In 1904, he was appointed to the Laurier Cabinet as Minister of Inland Revenue where he introduced antitrust legislation to protect tobacco farmers from the monopolistic practices of the American Tobacco Company.

In 1906, he was promoted to Minister of Marine and Fisheries and reorganized the Montreal Harbours Commission and instituted reforms in the department to reduce patronage and corruption.

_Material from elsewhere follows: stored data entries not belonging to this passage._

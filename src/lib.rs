//! # turnkit
//!
//! A deterministic turn-based multiplayer game engine: games declare their
//! rules as typed moves over shared/private/secret boards, and the engine
//! applies each move transactionally, emits minimal state patches for
//! distribution, and collects side effects (turn changes, delayed moves,
//! stats, match end) for the host to apply.
//!
//! ## Design Principles
//!
//! 1. **Same semantics everywhere**: a move executes identically under a
//!    live backend, the in-process simulator, or a test - determinism only
//!    depends on the inputs and the random stream.
//!
//! 2. **Transactional moves**: handlers mutate a draft; a failed handler
//!    leaves no observable change. Patches are derived by structural diff,
//!    never hand-written by game code.
//!
//! 3. **Effects are data**: handlers request turn changes, delayed moves,
//!    and stats through a per-call accumulator; the engine returns it and
//!    the host applies it. No globals, no ambient callbacks.
//!
//! 4. **Typed move registry**: moves are closed enums resolved at the host
//!    boundary, not string-dispatched handler tables.
//!
//! ## Modules
//!
//! - `core`: user ids, match metadata and turn flags, pluggable RNG
//! - `game`: the `Game` trait, configuration, normalization
//! - `engine`: transactional move execution and the effect accumulator
//! - `patch`: structural diff/apply over the board roots
//! - `schedule`: the time-ordered delayed-move queue
//! - `turns`: applying turn effects to metadata and scheduler
//! - `sim`: the match simulator (test harness / local backend)
//! - `games`: example games

pub mod core;
pub mod engine;
pub mod error;
pub mod game;
pub mod games;
pub mod patch;
pub mod schedule;
pub mod sim;
pub mod turns;

// Re-export commonly used types
pub use crate::core::{
    MatchStatus, Meta, Ms, PlayerMeta, RandomExt, RandomSource, ScriptedRandom, SeededRandom,
    SeededRandomState, UserId,
};

pub use crate::error::EngineError;

pub use crate::game::{
    Boards, BotChoice, BotView, Game, GameConfig, InitialBoards, NormalizedGame, NowVerdict,
    SettingDef, SettingOption, SetupContext,
};

pub use crate::engine::{
    BeginTurn, CanDoContext, DelayedRequest, Effects, Engine, ExecMode, ExecuteOptions,
    ExpirationMove, MoveContext, MoveOutput, NowContext, StatRecord, TurnOptions, TurnTargets,
};

pub use crate::patch::{Patch, PatchOp, PatchRoot, PathSeg};

pub use crate::schedule::{Scheduled, ScheduledAction, ScheduleSource, Scheduler};

pub use crate::sim::{
    Agent, MatchSetup, MatchSim, MoveOptions, MoveResult, PlayerSpec, Snapshot, Store,
    STORE_VERSION,
};
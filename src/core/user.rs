//! User identification.
//!
//! Players are addressed by an opaque string id assigned by the host
//! (account id, session id, bot name). The engine only compares and orders
//! them; it never parses them.

use serde::{Deserialize, Serialize};

/// Opaque user identifier.
///
/// Ordered so it can key `BTreeMap`s deterministically - patch output and
/// playerboard iteration must not depend on hash order.
#[derive(Clone, Debug, PartialEq, Eq, PartialOrd, Ord, Hash, Serialize, Deserialize)]
#[serde(transparent)]
pub struct UserId(String);

impl UserId {
    /// Create a new user id.
    #[must_use]
    pub fn new(id: impl Into<String>) -> Self {
        Self(id.into())
    }

    /// Get the raw id string.
    #[must_use]
    pub fn as_str(&self) -> &str {
        &self.0
    }
}

impl std::fmt::Display for UserId {
    fn fmt(&self, f: &mut std::fmt::Formatter<'_>) -> std::fmt::Result {
        f.write_str(&self.0)
    }
}

impl From<&str> for UserId {
    fn from(id: &str) -> Self {
        Self(id.to_string())
    }
}

impl From<String> for UserId {
    fn from(id: String) -> Self {
        Self(id)
    }
}

#[cfg(test)]
mod tests {
    use super::*;

    #[test]
    fn test_user_id_basics() {
        let id = UserId::new("alice");
        assert_eq!(id.as_str(), "alice");
        assert_eq!(format!("{}", id), "alice");
    }

    #[test]
    fn test_user_id_ordering() {
        let mut ids = vec![UserId::new("carol"), UserId::new("alice"), UserId::new("bob")];
        ids.sort();
        assert_eq!(ids[0].as_str(), "alice");
        assert_eq!(ids[2].as_str(), "carol");
    }

    #[test]
    fn test_user_id_serde() {
        let id = UserId::new("bot-1");
        let json = serde_json::to_string(&id).unwrap();
        assert_eq!(json, "\"bot-1\"");

        let back: UserId = serde_json::from_str(&json).unwrap();
        assert_eq!(back, id);
    }
}
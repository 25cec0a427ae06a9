//! Persisted match snapshots for a local/dev host.
//!
//! The layout is schema-versioned. A version mismatch on load is a hard
//! failure - there is no migration path; the host discards the store and
//! reinitializes the match.

use serde::{Deserialize, Serialize};
use std::collections::BTreeMap;

use crate::core::{MatchStatus, Meta, Ms, SeededRandomState, UserId};
use crate::game::Game;
use crate::schedule::Scheduled;

/// Current snapshot schema version.
pub const STORE_VERSION: u32 = 3;

/// Everything needed to resume a match exactly where it stopped, including
/// the RNG checkpoint and the virtual clock.
#[derive(Serialize, Deserialize)]
#[serde(bound = "G: Game")]
pub struct Store<G: Game> {
    pub board: G::Board,
    pub playerboards: BTreeMap<UserId, G::Playerboard>,
    pub secretboard: Option<G::Secretboard>,
    pub meta: Meta,
    pub match_status: MatchStatus,
    pub match_stats: BTreeMap<String, i64>,
    pub player_stats: BTreeMap<UserId, BTreeMap<String, i64>>,
    pub delayed_moves: Vec<Scheduled<G::PlayerMove, G::BoardMove>>,
    pub clock: Ms,
    pub random: SeededRandomState,
}

/// A versioned store.
#[derive(Serialize, Deserialize)]
#[serde(bound = "G: Game")]
pub struct Snapshot<G: Game> {
    pub version: u32,
    pub store: Store<G>,
}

Brodeur was a member of the Canadian delegation to the 1907 Imperial Conference in London, and also helped negotiate a trade treaty with France.

In 1910, he became Minister of the Naval Service and was responsible for introducing legislation to create the Canadian Navy. This signified a move towards Canadian independence from Britain. It was opposed by the Conservative Party, which preferred Canada's participation in the Royal Navy. By the end of his term, the new Navy consisted of 233 sailors and two cruisers, one on each coast. The policy of creating a Canadian Navy was also opposed by French-Canadian nationalists such as Henri Bourassa who feared that the Canadian Navy would only be used as a device to engage Canada in British wars.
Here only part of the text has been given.